Shortly before I learned of David Foster Wallace's death, I'd been talking to a co-worker about his essay "A Supposedly Fun Thing I'll Never Do Again." We were debating the merits of cruise ship vacations, and I vowed I'd never do it, citing Wallace's essay as my reason. They're tacky and unimaginative and nouveau riche.
But the coffee's really good. That's how they get you.
DFW was much discussed among my fellow English majors during the late 90s. Many of us had attempted to read Infinite Jest, though few succeeded, and I was not among them. My friends who read the book in its entirety tended to be self-disciplined, self-consciously intellectual men, the sort who had been hopeless throughout puberty, but blossomed in their college years.
And if you didn't finish it, there was more debate -- was it the book, or was it you?
A friend of mine came up with an excellent concept for a New Yorker-style cartoon: a man sidles up to a woman in a bar, and says, "You know, I've read all of Infinite Jest." It was a very 1997 kind joke, but in 1997, what you thought about Infinite Jest said a lot about you.
In 1997, I wanted confessional poets and southern grotesques and naturalism and Vietnam fiction. What I wanted was muscles and blood. What I did not want was cerebral weightiness and agility. I wanted boxing, not tennis.
Many of my friends became... I hesitate to use the word disciples, because it sounds too slavish, and I don't want to say fans, because that's too casual, but something in between the two. And I eventually found my happy point of entry to Wallace's work through his essays, which were accessible to me in a way his prose wasn't. Which is not to say his prose is inaccessible, just that it is inaccessible to me.
Wallace was a tremendously important figure, but perhaps most important to the aspiring writers who were just beginning to flex their writing chops in the 1990s. I was particularly struck by something that LAT Book Editor David Ulin said: "He really restored the notion of the novel as a kind of canvas on which a writer can do anything."
For a young writer, that's an exhilarating and liberating idea, but it's also a terrifying one.

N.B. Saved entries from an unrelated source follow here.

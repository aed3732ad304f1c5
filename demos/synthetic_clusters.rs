use epiclust::{KMeans, Matrix, StandardScaler};
use ndarray::{Axis, concatenate};
use ndarray_rand::RandomExt;
use ndarray_rand::rand_distr::Normal;
use rand::SeedableRng;
use rand::rngs::StdRng;

fn main() -> Result<(), Box<dyn std::error::Error>> {
    println!("=== Seeded k-means on synthetic blobs ===\n");

    // Three Gaussian blobs in 4 dimensions, offset far apart.
    let mut rng = StdRng::seed_from_u64(7);
    let noise = Normal::new(0.0, 1.0)?;
    let blob_a = Matrix::random_using((15, 4), noise, &mut rng);
    let blob_b = Matrix::random_using((15, 4), noise, &mut rng) + 12.0;
    let blob_c = Matrix::random_using((15, 4), noise, &mut rng) - 12.0;
    let x = concatenate(Axis(0), &[blob_a.view(), blob_b.view(), blob_c.view()])?;

    println!("Dataset: {} samples, {} features, 3 planted blobs", x.nrows(), x.ncols());

    let mut scaler = StandardScaler::new();
    let x_scaled = scaler.fit_transform(&x)?;

    println!("\nSweeping k with a shared seed:");
    for k in 2..=5 {
        let fit = KMeans::new(k).seed(99).fit(&x_scaled)?;
        println!(
            "k = {}: sizes {:?}, total WCSS {:.4}, converged: {}",
            k, fit.sizes, fit.total_wcss, fit.converged
        );
    }

    println!("\nDeterminism check (same matrix, k, seed):");
    let first = KMeans::new(3).seed(42).fit(&x_scaled)?;
    let second = KMeans::new(3).seed(42).fit(&x_scaled)?;
    println!(
        "identical labels: {}, identical WCSS: {}",
        first.labels == second.labels,
        first.total_wcss == second.total_wcss
    );

    let third = KMeans::new(3).seed(43).fit(&x_scaled)?;
    println!(
        "different seed may relabel clusters: labels equal = {}",
        first.labels == third.labels
    );

    Ok(())
}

David Foster Wallace made us realize that we could do anything in a book that we wanted, but also that maybe we couldn't, that we wouldn't be talented, smart, or hard-working enough to pull it off. And it's probably good for people who want to be writers to have someone like that, scaring them off of writing for good, or posing a challenge to try harder and do better.
He did that, and as for the rest, all I can really say is that it's sad, and that I'm sorry.
Dear reader, life is too short for crap books.